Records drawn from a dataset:
┄┄┄┄┄┄

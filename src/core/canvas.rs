use glam::Vec2;

use crate::math::Color;

/// Outline style for polygons
#[derive(Debug, Clone, Copy, PartialEq)]
pub struct Stroke {
    pub color: Color,
    pub width: f32,
}

impl Stroke {
    pub fn new(color: Color, width: f32) -> Self {
        Self { color, width }
    }
}

/// 2D drawing operations, in logical (device-independent) units
#[derive(Debug, Clone, PartialEq)]
pub enum DrawOp {
    /// Blend a colour over the whole surface
    Fill(Color),

    /// Filled axis-aligned rectangle
    Rect { x: f32, y: f32, width: f32, height: f32, color: Color },

    /// Filled disc
    Circle { cx: f32, cy: f32, radius: f32, color: Color },

    /// Straight segment with a stroke width
    Line { from: Vec2, to: Vec2, width: f32, color: Color },

    /// Open chain of segments
    Polyline { points: Vec<Vec2>, width: f32, color: Color },

    /// Closed polygon, even-odd fill plus optional outline
    Polygon { points: Vec<Vec2>, fill: Option<Color>, stroke: Option<Stroke> },

    /// Rectangle whose alpha follows a left-to-right gradient.
    /// `stops` are `(offset, alpha)` pairs with offsets in [0, 1], ascending.
    HGradient { x: f32, y: f32, width: f32, height: f32, color: Color, stops: Vec<(f32, f32)> },

    /// Shift the origin for the following operations
    Translate(Vec2),

    /// Drop any translation
    ResetTransform,
}

/// Software raster surface - RGBA8 physical buffer plus a density scale.
///
/// Operations are queued with [`Canvas::draw`] / [`Canvas::push`] and applied
/// by [`Canvas::flush`]. Logical coordinates map to physical pixels through
/// `(p + translation) * scale`. Every operation is clipped to the buffer and
/// operations with non-finite geometry are skipped, so no input can panic or
/// write outside the buffer.
#[derive(Clone)]
pub struct Canvas {
    /// RGBA pixel buffer (straight alpha)
    pixels: Vec<u8>,
    /// Pending draw operations
    operations: Vec<DrawOp>,
    /// Physical dimensions
    width: u32,
    height: u32,
    /// Device pixel density
    scale: f32,
    translation: Vec2,
}

impl Canvas {
    /// Create a transparent canvas with physical dimensions and scale 1
    pub fn new(width: u32, height: u32) -> Self {
        Self::with_scale(width, height, 1.0)
    }

    /// Create a transparent canvas with a density transform applied
    pub fn with_scale(width: u32, height: u32, scale: f32) -> Self {
        let size = width as usize * height as usize * 4;

        Self {
            pixels: vec![0; size],
            operations: Vec::new(),
            width,
            height,
            scale: sanitize_scale(scale),
            translation: Vec2::ZERO,
        }
    }

    /// Add draw operation - functional style
    pub fn draw(mut self, op: DrawOp) -> Self {
        self.operations.push(op);
        self
    }

    /// Queue a draw operation
    pub fn push(&mut self, op: DrawOp) {
        self.operations.push(op);
    }

    /// Operations queued since the last flush
    pub fn pending(&self) -> &[DrawOp] {
        &self.operations
    }

    /// Drop queued operations without drawing them
    pub fn discard_pending(&mut self) {
        self.operations.clear();
        self.translation = Vec2::ZERO;
    }

    /// Execute all pending operations and return the canvas
    pub fn execute_ops(mut self) -> Self {
        self.flush();
        self
    }

    /// Execute all pending operations in place. Translation is per flush.
    pub fn flush(&mut self) {
        let operations = std::mem::take(&mut self.operations);
        for op in &operations {
            self.execute_op(op);
        }
        self.translation = Vec2::ZERO;
    }

    pub fn scale(&self) -> f32 {
        self.scale
    }

    /// Get pixel buffer
    pub fn pixels(&self) -> &[u8] {
        &self.pixels
    }

    /// RGBA value of a physical pixel
    pub fn pixel(&self, x: u32, y: u32) -> Option<[u8; 4]> {
        if x >= self.width || y >= self.height {
            return None;
        }
        let idx = (y as usize * self.width as usize + x as usize) * 4;
        Some([
            self.pixels[idx],
            self.pixels[idx + 1],
            self.pixels[idx + 2],
            self.pixels[idx + 3],
        ])
    }

    /// Get physical dimensions
    pub fn dimensions(&self) -> (u32, u32) {
        (self.width, self.height)
    }

    fn execute_op(&mut self, op: &DrawOp) {
        match op {
            DrawOp::Fill(color) => self.fill(*color),
            DrawOp::Rect { x, y, width, height, color } => {
                self.fill_rect(Vec2::new(*x, *y), Vec2::new(*width, *height), *color)
            }
            DrawOp::Circle { cx, cy, radius, color } => {
                self.fill_circle(Vec2::new(*cx, *cy), *radius, *color)
            }
            DrawOp::Line { from, to, width, color } => self.stroke_line(*from, *to, *width, *color),
            DrawOp::Polyline { points, width, color } => {
                for pair in points.windows(2) {
                    self.stroke_line(pair[0], pair[1], *width, *color);
                }
            }
            DrawOp::Polygon { points, fill, stroke } => self.polygon(points, *fill, *stroke),
            DrawOp::HGradient { x, y, width, height, color, stops } => {
                self.gradient_rect(Vec2::new(*x, *y), Vec2::new(*width, *height), *color, stops)
            }
            DrawOp::Translate(offset) => {
                if offset.is_finite() {
                    self.translation += *offset;
                }
            }
            DrawOp::ResetTransform => self.translation = Vec2::ZERO,
        }
    }

    fn to_physical(&self, p: Vec2) -> Vec2 {
        (p + self.translation) * self.scale
    }

    /// Source-over blend of one physical pixel
    fn blend(&mut self, x: i64, y: i64, color: Color, coverage: f32) {
        if x < 0 || y < 0 || x >= self.width as i64 || y >= self.height as i64 {
            return;
        }

        let src_a = color.opacity() * coverage.clamp(0.0, 1.0);
        if !(src_a > 0.0) {
            return;
        }

        let idx = (y as usize * self.width as usize + x as usize) * 4;
        let px = &mut self.pixels[idx..idx + 4];

        let dst_a = px[3] as f32 / 255.0;
        let out_a = src_a + dst_a * (1.0 - src_a);
        let mix = |src: u8, dst: u8| {
            let value = (src as f32 * src_a + dst as f32 * dst_a * (1.0 - src_a)) / out_a;
            to_channel(value)
        };

        px[0] = mix(color.r, px[0]);
        px[1] = mix(color.g, px[1]);
        px[2] = mix(color.b, px[2]);
        px[3] = to_channel(out_a * 255.0);
    }

    fn fill(&mut self, color: Color) {
        for y in 0..self.height as i64 {
            for x in 0..self.width as i64 {
                self.blend(x, y, color, 1.0);
            }
        }
    }

    fn fill_rect(&mut self, origin: Vec2, size: Vec2, color: Color) {
        if !origin.is_finite() || !size.is_finite() {
            return;
        }
        let a = self.to_physical(origin);
        let b = self.to_physical(origin + size);
        let (x0, x1) = self.span_x(a.x.min(b.x), a.x.max(b.x));
        let (y0, y1) = self.span_y(a.y.min(b.y), a.y.max(b.y));

        for y in y0..y1 {
            for x in x0..x1 {
                self.blend(x, y, color, 1.0);
            }
        }
    }

    fn fill_circle(&mut self, center: Vec2, radius: f32, color: Color) {
        if !center.is_finite() || !radius.is_finite() || radius <= 0.0 {
            return;
        }
        let c = self.to_physical(center);
        let r = radius * self.scale;
        let r_sq = r * r;

        let (x0, x1) = self.span_x(c.x - r - 1.0, c.x + r + 1.0);
        let (y0, y1) = self.span_y(c.y - r - 1.0, c.y + r + 1.0);

        let mut covered = false;
        for y in y0..y1 {
            for x in x0..x1 {
                let dx = x as f32 + 0.5 - c.x;
                let dy = y as f32 + 0.5 - c.y;
                if dx * dx + dy * dy <= r_sq {
                    covered = true;
                    self.blend(x, y, color, 1.0);
                }
            }
        }

        // Sub-pixel disc: fade the containing pixel by area
        if !covered {
            let area = std::f32::consts::PI * r_sq;
            self.blend(c.x.floor() as i64, c.y.floor() as i64, color, area);
        }
    }

    fn stroke_line(&mut self, from: Vec2, to: Vec2, width: f32, color: Color) {
        if !from.is_finite() || !to.is_finite() || !width.is_finite() || width <= 0.0 {
            return;
        }
        let width = width * self.scale;
        let margin = width + 1.0;
        let Some((a, b)) = clip_segment(
            self.to_physical(from),
            self.to_physical(to),
            Vec2::splat(-margin),
            Vec2::new(self.width as f32 + margin, self.height as f32 + margin),
        ) else {
            return;
        };

        let delta = b - a;
        let steps = delta.x.abs().max(delta.y.abs()).ceil().max(1.0) as i64;
        let coverage = width.min(1.0);
        let half = (width.round() as i64 - 1).max(0) / 2;

        for i in 0..=steps {
            let p = a + delta * (i as f32 / steps as f32);
            let (px, py) = (p.x.floor() as i64, p.y.floor() as i64);
            for oy in -half..=half {
                for ox in -half..=half {
                    self.blend(px + ox, py + oy, color, coverage);
                }
            }
        }
    }

    fn polygon(&mut self, points: &[Vec2], fill: Option<Color>, stroke: Option<Stroke>) {
        if points.len() < 2 || points.iter().any(|p| !p.is_finite()) {
            return;
        }

        if let Some(color) = fill {
            self.fill_polygon(points, color);
        }

        if let Some(stroke) = stroke {
            for (i, p) in points.iter().enumerate() {
                let next = points[(i + 1) % points.len()];
                self.stroke_line(*p, next, stroke.width, stroke.color);
            }
        }
    }

    /// Even-odd scanline fill sampled at pixel centres
    fn fill_polygon(&mut self, points: &[Vec2], color: Color) {
        let physical: Vec<Vec2> = points.iter().map(|p| self.to_physical(*p)).collect();
        let min_y = physical.iter().map(|p| p.y).fold(f32::INFINITY, f32::min);
        let max_y = physical.iter().map(|p| p.y).fold(f32::NEG_INFINITY, f32::max);
        let (y0, y1) = self.span_y(min_y, max_y);

        let mut crossings = Vec::with_capacity(physical.len());
        for y in y0..y1 {
            let yc = y as f32 + 0.5;
            crossings.clear();

            for i in 0..physical.len() {
                let a = physical[i];
                let b = physical[(i + 1) % physical.len()];
                if (a.y > yc) != (b.y > yc) {
                    crossings.push(a.x + (yc - a.y) * (b.x - a.x) / (b.y - a.y));
                }
            }
            crossings.sort_by(f32::total_cmp);

            for pair in crossings.chunks_exact(2) {
                let (x0, x1) = self.span_x(pair[0], pair[1]);
                for x in x0..x1 {
                    self.blend(x, y, color, 1.0);
                }
            }
        }
    }

    fn gradient_rect(&mut self, origin: Vec2, size: Vec2, color: Color, stops: &[(f32, f32)]) {
        if !origin.is_finite() || !size.is_finite() || size.x <= 0.0 || stops.is_empty() {
            return;
        }
        let a = self.to_physical(origin);
        let b = self.to_physical(origin + size);
        let (x0, x1) = self.span_x(a.x, b.x);
        let (y0, y1) = self.span_y(a.y.min(b.y), a.y.max(b.y));
        let span = (b.x - a.x).max(f32::EPSILON);

        for x in x0..x1 {
            let t = ((x as f32 + 0.5 - a.x) / span).clamp(0.0, 1.0);
            let alpha = gradient_alpha(stops, t);
            for y in y0..y1 {
                self.blend(x, y, color, alpha);
            }
        }
    }

    /// Pixel columns whose centres fall in [from, to), clamped to the buffer
    fn span_x(&self, from: f32, to: f32) -> (i64, i64) {
        pixel_span(from, to, self.width)
    }

    fn span_y(&self, from: f32, to: f32) -> (i64, i64) {
        pixel_span(from, to, self.height)
    }
}

fn sanitize_scale(scale: f32) -> f32 {
    if scale.is_finite() && scale > 0.0 {
        scale
    } else {
        1.0
    }
}

fn to_channel(value: f32) -> u8 {
    value.round().clamp(0.0, 255.0) as u8
}

fn pixel_span(from: f32, to: f32, limit: u32) -> (i64, i64) {
    if !from.is_finite() || !to.is_finite() {
        return (0, 0);
    }
    let limit = limit as f32;
    let start = (from - 0.5).ceil().clamp(0.0, limit);
    let end = (to - 0.5).ceil().clamp(0.0, limit);
    (start as i64, end as i64)
}

fn gradient_alpha(stops: &[(f32, f32)], t: f32) -> f32 {
    let first = stops[0];
    if t <= first.0 {
        return first.1;
    }
    for pair in stops.windows(2) {
        let ((o0, a0), (o1, a1)) = (pair[0], pair[1]);
        if t <= o1 {
            let span = (o1 - o0).max(f32::EPSILON);
            return a0 + (a1 - a0) * ((t - o0) / span);
        }
    }
    stops[stops.len() - 1].1
}

/// Liang-Barsky clip of a segment against an axis-aligned box.
/// Runs in f64 so far-off endpoints keep their on-screen precision.
fn clip_segment(a: Vec2, b: Vec2, min: Vec2, max: Vec2) -> Option<(Vec2, Vec2)> {
    let (a, b, min, max) = (a.as_dvec2(), b.as_dvec2(), min.as_dvec2(), max.as_dvec2());
    let d = b - a;
    let mut t0 = 0.0f64;
    let mut t1 = 1.0f64;

    let checks = [
        (-d.x, a.x - min.x),
        (d.x, max.x - a.x),
        (-d.y, a.y - min.y),
        (d.y, max.y - a.y),
    ];

    for (p, q) in checks {
        if p == 0.0 {
            if q < 0.0 {
                return None;
            }
        } else {
            let r = q / p;
            if p < 0.0 {
                t0 = t0.max(r);
            } else {
                t1 = t1.min(r);
            }
        }
    }

    if t0 > t1 {
        None
    } else {
        Some(((a + d * t0).as_vec2(), (a + d * t1).as_vec2()))
    }
}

┄┄┄┄┄┄

* Exercise instructions:
In the entries above, please find the line with "let alpha = gradient_alpha(stops, t);" and the line with "clamped to the buffer", then write out exactly those two lines and every line between them, and nothing more.

* Written solution:
            let alpha = gradient_alpha(stops, t);
            for y in y0..y1 {
                self.blend(x, y, color, alpha);
            }
        }
    }

    /// Pixel columns whose centres fall in [from, to), clamped to the buffer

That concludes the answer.